A newly built University of Michigan facility that will have the most powerful laser in the United States will be the scene this week of a first experiment as the nation tries to become competitive once more in the field of centers that have a laser of High power.
A group of researchers from the University of California, Irvine (UCI) campus will conduct the experiment at the ZEUS facility, short for Zetawatt Equivalent Ultrashort Pulse Laser System. They traveled to Ann Arbor as part of their study of the extremely strong interactions between light and matter, and to see how those interactions can be harnessed to shrink particle accelerators.
When it reaches its highest power, ZEUS will be a 3 petawatt laser.
Three petawatts is “3 followed by 15 zeros,” said Louise Willingale, an associate professor of electrical and computer engineering at the University of Michigan.
And “3 petawatts is 3,000 times more powerful than the US power grid,” he added.
The National Science Foundation (NSF) awarded $18.5 million to the University of Michigan for the creation of ZEUS as a federally funded center for international users.
Initially, the facility—housed in a building that houses the University of Michigan’s Gérard Mouroug Center for Ultrafast Optical Sciences—will host research teams conducting experiments that require a fraction of the laser’s full power. The power of the system will be increased gradually, and the ZEUS facility is expected to begin conducting its signature experiments in the fall of 2023.

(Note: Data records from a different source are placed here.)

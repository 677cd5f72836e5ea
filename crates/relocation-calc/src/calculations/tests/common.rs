use std::sync::{Arc, Mutex};

use async_trait::async_trait;
use serde_json::json;

use crate::calculations::domain::{Address, Interview, Ownership};
use crate::calculations::service::MonthlyCostService;
use crate::calculations::vehicles::{
    OwnershipPredictor, OwnershipQuery, PredictionError, VehicleCostTable,
};

/// Predictor returning a canned answer and recording every query.
pub(super) struct StubPredictor {
    outcome: Result<u32, PredictionError>,
    queries: Mutex<Vec<OwnershipQuery>>,
}

impl StubPredictor {
    pub(super) fn predicting(count: u32) -> Self {
        Self {
            outcome: Ok(count),
            queries: Mutex::new(Vec::new()),
        }
    }

    pub(super) fn failing(error: PredictionError) -> Self {
        Self {
            outcome: Err(error),
            queries: Mutex::new(Vec::new()),
        }
    }

    pub(super) fn queries(&self) -> Vec<OwnershipQuery> {
        self.queries.lock().expect("predictor mutex poisoned").clone()
    }
}

#[async_trait]
impl OwnershipPredictor for StubPredictor {
    async fn predict(&self, query: &OwnershipQuery) -> Result<u32, PredictionError> {
        self.queries
            .lock()
            .expect("predictor mutex poisoned")
            .push(query.clone());
        self.outcome.clone()
    }
}

pub(super) fn build_service(
    predictor: StubPredictor,
) -> (MonthlyCostService<StubPredictor>, Arc<StubPredictor>) {
    let predictor = Arc::new(predictor);
    let service = MonthlyCostService::new(
        predictor.clone(),
        Arc::new(VehicleCostTable::builtin()),
    );
    (service, predictor)
}

pub(super) fn rented_address(rent: f64) -> Address {
    Address {
        sequence: 1,
        uuid: "address-1".to_string(),
        ownership: Some(Ownership::Rent),
        rent_monthly: Some(rent),
        are_utilities_included: Some(true),
        geography: serde_json::from_value(json!({
            "type": "Feature",
            "geometry": { "type": "Point", "coordinates": [-73.6, 45.5] },
            "properties": {}
        }))
        .ok(),
        ..Address::default()
    }
}

/// Two adults, one with a permit, with the given vehicles as `(category, engine)`.
pub(super) fn interview_with_cars(income: serde_json::Value, cars: &[(&str, &str)]) -> Interview {
    let cars: serde_json::Map<String, serde_json::Value> = cars
        .iter()
        .enumerate()
        .map(|(index, (category, engine))| {
            let uuid = format!("car-{}", index + 1);
            let mut car = json!({ "_sequence": index + 1, "_uuid": uuid.clone() });
            if !category.is_empty() {
                car["category"] = json!(category);
            }
            if !engine.is_empty() {
                car["engineType"] = json!(engine);
            }
            (uuid, car)
        })
        .collect();

    serde_json::from_value(json!({
        "household": {
            "income": income,
            "persons": {
                "person-1": { "_sequence": 1, "_uuid": "person-1", "drivingLicenseOwnership": "yes" },
                "person-2": { "_sequence": 2, "_uuid": "person-2", "drivingLicenseOwnership": "no" }
            }
        },
        "cars": cars
    }))
    .expect("interview fixture parses")
}

pub(super) fn assert_between(value: Option<f64>, low: f64, high: f64) {
    let value = value.expect("value is present");
    assert!(
        value > low && value < high,
        "expected {value} between {low} and {high}"
    );
}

The United States built the world’s first petawatt laser a quarter century ago, but it hasn’t kept up with the more ambitious systems in Europe and Asia. Although ZEUS does not have the same raw power of its foreign contemporaries, its approach will simulate a laser nearly a million times more powerful than its 3 petawatts.
ZEUS will primarily study extreme plasmas, a state of matter in which electrons have enough energy to escape from atoms, creating a sea of charged particles. Almost all of the visible universe is made of plasma. The Sun is an example of a plasma.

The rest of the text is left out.